Leicester pioneers use of R;pple in commitment to suicide prevention

The University of Leicester has today (Monday) become one of the first universities in the country to install R;pple across all its computer networks and strengthening its commitment to suicide prevention.

All staff and student accounts and computers using the University’s computer network will be updated with the new browser extension, which will automatically intercept content from harmful searches relating to self-harm and suicide.

Upon searching for harmful content, the user will be automatically directed to R;pple, where they will be offered support and provided with mental health resources.

R;pple was founded by Alice Hendy after losing her sibling, Josh, to suicide at 21 years old. Josh had been researching techniques to take his own life through harmful internet searches.

Geoff Green, Registrar and Secretary at the University of Leicester said: “We have taken an important step forward in introducing R;pple across our University computers and networks, by strengthening our work to ensure we are making suicide prevention a priority.

“We are one of the first universities in the country to introduce R;pple. It will ensure that help and support are given to individuals looking for harmful content online.

“The University is extremely grateful to R;pple for working with us so closely to ensure we are leading implementation of this within the higher education sector.”

The University of Leicester has already pledged to make preventing suicide a priority, following Universities UK guidance on suicide safer universities, and already implements a variety of mental health support and resources to look after its staff and students, including student mental health disclosure training for frontline staff, and student mental health advisers. It works collaboratively with the Leicester, Leicestershire and Rutland Suicide Prevention Group, a local universities suicide prevention group, the NHS and the police to ensure a joined up approach to supporting anyone from the university community who is in crisis.

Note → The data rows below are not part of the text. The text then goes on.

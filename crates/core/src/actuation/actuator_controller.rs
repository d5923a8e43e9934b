//! Arm sequencing over a line-oriented transport.
//!
//! Without a transport the controller runs in simulation mode: the same
//! step sequence is logged and recorded but nothing is written and no
//! settle delays are taken.
use std::fmt;
use std::sync::{Arc, Mutex};
use std::thread;
use std::time::Duration;

use crate::color::domain::color_label::ColorLabel;
use crate::routing::bin_router::{BinRegistry, SortDecision};
use crate::shared::config::ArmConfig;
use crate::shared::connection_state::ConnectionState;
use crate::shared::error::SortingError;

use super::domain::arm_command::ArmCommand;
use super::domain::arm_transport::ArmTransport;
use super::domain::gripper_state::GripperState;
use super::infrastructure::serial_arm_transport::SerialArmTransport;

/// The arm is a single physical resource; every user goes through this.
pub type SharedActuator = Arc<Mutex<ActuatorController>>;

#[derive(Clone, Copy, Debug, PartialEq, Eq)]
pub struct ArmTiming {
    /// Wait after each move for the arm to physically arrive.
    pub settle: Duration,
    /// Wait after closing or opening the gripper.
    pub grip_hold: Duration,
}

impl ArmTiming {
    pub fn instant() -> Self {
        Self {
            settle: Duration::ZERO,
            grip_hold: Duration::ZERO,
        }
    }
}

impl Default for ArmTiming {
    fn default() -> Self {
        ArmConfig::default().timing()
    }
}

#[derive(Clone, Copy, Debug, PartialEq, Eq)]
pub struct ArmGeometry {
    pub hover_z: i32,
    pub grasp_z: i32,
}

impl Default for ArmGeometry {
    fn default() -> Self {
        ArmConfig::default().geometry()
    }
}

impl ArmConfig {
    pub fn timing(&self) -> ArmTiming {
        ArmTiming {
            settle: Duration::from_millis(self.settle_ms),
            grip_hold: Duration::from_millis(self.grip_hold_ms),
        }
    }

    pub fn geometry(&self) -> ArmGeometry {
        ArmGeometry {
            hover_z: self.hover_z,
            grasp_z: self.grasp_z,
        }
    }
}

/// One step of the pick-and-deposit choreography.
#[derive(Clone, Copy, Debug, PartialEq, Eq)]
pub enum ActuationStep {
    MoveAbovePick,
    DescendToPick,
    CloseGripper,
    HoldGrip,
    AscendFromPick,
    ResolveBin,
    MoveAboveBin,
    DescendToBin,
    OpenGripper,
    HoldRelease,
    AscendFromBin,
}

impl fmt::Display for ActuationStep {
    fn fmt(&self, f: &mut fmt::Formatter<'_>) -> fmt::Result {
        let text = match self {
            ActuationStep::MoveAbovePick => "move above pick point",
            ActuationStep::DescendToPick => "descend to pick point",
            ActuationStep::CloseGripper => "close gripper",
            ActuationStep::HoldGrip => "hold grip",
            ActuationStep::AscendFromPick => "ascend from pick point",
            ActuationStep::ResolveBin => "resolve bin",
            ActuationStep::MoveAboveBin => "move above bin",
            ActuationStep::DescendToBin => "descend to bin",
            ActuationStep::OpenGripper => "open gripper",
            ActuationStep::HoldRelease => "hold release",
            ActuationStep::AscendFromBin => "ascend from bin",
        };
        f.write_str(text)
    }
}

pub struct ActuatorController {
    transport: Option<Box<dyn ArmTransport>>,
    state: ConnectionState,
    gripper: GripperState,
    registry: BinRegistry,
    timing: ArmTiming,
    geometry: ArmGeometry,
    last_sequence: Vec<ActuationStep>,
    last_commands: Vec<ArmCommand>,
}

impl ActuatorController {
    pub fn connect(
        transport: Box<dyn ArmTransport>,
        registry: BinRegistry,
        timing: ArmTiming,
        geometry: ArmGeometry,
    ) -> Self {
        let mut controller = Self::simulated(registry, timing, geometry);
        controller.transport = Some(transport);
        controller.state = ConnectionState::Connected;
        controller
    }

    pub fn simulated(registry: BinRegistry, timing: ArmTiming, geometry: ArmGeometry) -> Self {
        Self {
            transport: None,
            state: ConnectionState::Disconnected,
            gripper: GripperState::Open,
            registry,
            timing,
            geometry,
            last_sequence: Vec::new(),
            last_commands: Vec::new(),
        }
    }

    /// Opens the configured serial port, or falls back to simulation mode.
    pub fn open_serial(config: &ArmConfig, registry: BinRegistry) -> Self {
        if config.simulate {
            log::info!("Arm simulation forced by configuration");
            return Self::simulated(registry, config.timing(), config.geometry());
        }
        match SerialArmTransport::open(&config.port, config.baud_rate) {
            Ok(transport) => Self::connect(
                Box::new(transport),
                registry,
                config.timing(),
                config.geometry(),
            ),
            Err(e) => {
                log::warn!(
                    "Arm not connected on {} ({}), running in simulation mode",
                    config.port,
                    e
                );
                Self::simulated(registry, config.timing(), config.geometry())
            }
        }
    }

    pub fn shared(self) -> SharedActuator {
        Arc::new(Mutex::new(self))
    }

    pub fn connection_state(&self) -> ConnectionState {
        self.state
    }

    pub fn gripper(&self) -> GripperState {
        self.gripper
    }

    /// Steps taken by the most recent pick-and-deposit, in order.
    pub fn last_sequence(&self) -> &[ActuationStep] {
        &self.last_sequence
    }

    /// Commands issued (or simulated) by the most recent operation.
    pub fn last_commands(&self) -> &[ArmCommand] {
        &self.last_commands
    }

    /// Moves to an absolute position and waits for the arm to settle.
    pub fn move_to(&mut self, x: i32, y: i32, z: i32) -> Result<(), SortingError> {
        self.last_commands.clear();
        self.issue("move", ArmCommand::Move { x, y, z })
            .map_err(|reason| self.fail("move", reason))
    }

    /// Picks the object at `(x, y)` and drops it into the bin routed for
    /// `(class_label, color)`.
    ///
    /// On a mid-sequence fault the gripper is commanded open on a best
    /// effort basis and the last confirmed gripper state is reported.
    pub fn pick_and_deposit(
        &mut self,
        x: i32,
        y: i32,
        class_label: &str,
        color: ColorLabel,
    ) -> Result<SortDecision, SortingError> {
        self.last_sequence.clear();
        self.last_commands.clear();
        let hover = self.geometry.hover_z;
        let grasp = self.geometry.grasp_z;

        let pick = [
            (ActuationStep::MoveAbovePick, Some(ArmCommand::Move { x, y, z: hover })),
            (ActuationStep::DescendToPick, Some(ArmCommand::Move { x, y, z: grasp })),
            (ActuationStep::CloseGripper, Some(ArmCommand::Grip { close: true })),
            (ActuationStep::HoldGrip, None),
            (ActuationStep::AscendFromPick, Some(ArmCommand::Move { x, y, z: hover })),
        ];
        for (step, command) in pick {
            self.run_step(step, command)?;
        }

        self.last_sequence.push(ActuationStep::ResolveBin);
        let decision = SortDecision::resolve(&self.registry, class_label, color);
        let (bx, by) = (decision.bin.x, decision.bin.y);
        self.log_step(
            ActuationStep::ResolveBin,
            &format!("{class_label}_{color} -> {}", decision.bin),
        );

        let deposit = [
            (ActuationStep::MoveAboveBin, Some(ArmCommand::Move { x: bx, y: by, z: hover })),
            (ActuationStep::DescendToBin, Some(ArmCommand::Move { x: bx, y: by, z: grasp })),
            (ActuationStep::OpenGripper, Some(ArmCommand::Grip { close: false })),
            (ActuationStep::HoldRelease, None),
            (ActuationStep::AscendFromBin, Some(ArmCommand::Move { x: bx, y: by, z: hover })),
        ];
        for (step, command) in deposit {
            self.run_step(step, command)?;
        }

        Ok(decision)
    }

    /// Closes the transport. Safe to call repeatedly.
    pub fn close(&mut self) {
        if let Some(mut transport) = self.transport.take() {
            transport.close();
            log::info!("Arm connection closed");
        }
        self.state = ConnectionState::Disconnected;
    }

    fn run_step(
        &mut self,
        step: ActuationStep,
        command: Option<ArmCommand>,
    ) -> Result<(), SortingError> {
        self.last_sequence.push(step);
        match command {
            Some(command) => {
                self.issue(&step.to_string(), command)
                    .map_err(|reason| self.fail(&step.to_string(), reason))
            }
            None => {
                self.log_step(step, &format!("{:?}", self.timing.grip_hold));
                self.pause(self.timing.grip_hold);
                Ok(())
            }
        }
    }

    /// Writes one command and waits for it to take effect. The gripper
    /// state only changes once the write succeeded. In simulation mode the
    /// command line is logged instead.
    fn issue(&mut self, label: &str, command: ArmCommand) -> Result<(), String> {
        self.last_commands.push(command);
        if self.state.is_connected() {
            log::debug!("Arm {label}: {command}");
        } else {
            log::info!("[simulated] Arm {label}: {command}");
        }
        if let Some(transport) = self.transport.as_mut() {
            transport
                .send_line(&command.to_line())
                .map_err(|e| format!("{label}: {e}"))?;
        }
        match command {
            ArmCommand::Move { .. } => self.pause(self.timing.settle),
            ArmCommand::Grip { close } => {
                self.gripper = if close {
                    GripperState::Closed
                } else {
                    GripperState::Open
                };
            }
        }
        Ok(())
    }

    fn fail(&mut self, step: &str, reason: String) -> SortingError {
        log::error!("Actuation failed during {step}: {reason}");
        if self.gripper == GripperState::Closed {
            if let Some(transport) = self.transport.as_mut() {
                match transport.send_line(&ArmCommand::Grip { close: false }.to_line()) {
                    Ok(()) => self.gripper = GripperState::Open,
                    Err(e) => log::error!("Could not release gripper after fault: {e}"),
                }
            }
        }
        SortingError::FailedActuation {
            step: step.to_string(),
            reason,
            gripper: self.gripper,
        }
    }

    fn pause(&self, duration: Duration) {
        if self.state.is_connected() && !duration.is_zero() {
            thread::sleep(duration);
        }
    }

    fn log_step(&self, step: ActuationStep, detail: &str) {
        if self.state.is_connected() {
            log::debug!("Arm {step}: {detail}");
        } else {
            log::info!("[simulated] Arm {step}: {detail}");
        }
    }
}

impl Drop for ActuatorController {
    fn drop(&mut self) {
        self.close();
    }
}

Staff and students with concerns around their wellbeing can seek support through the Report and Support service, where each enquiry received is investigated by trained staff and appropriate support provided.

The SafeZone app also allows students and staff to immediately get through to the security team in an emergency. Student support is also available for finance and academic help, stresses which can affect mental health, via internal and external counselling and talking therapy programmes, such as Togetherall and Health Assured, as well as crisis support via the NHS Central Access Point.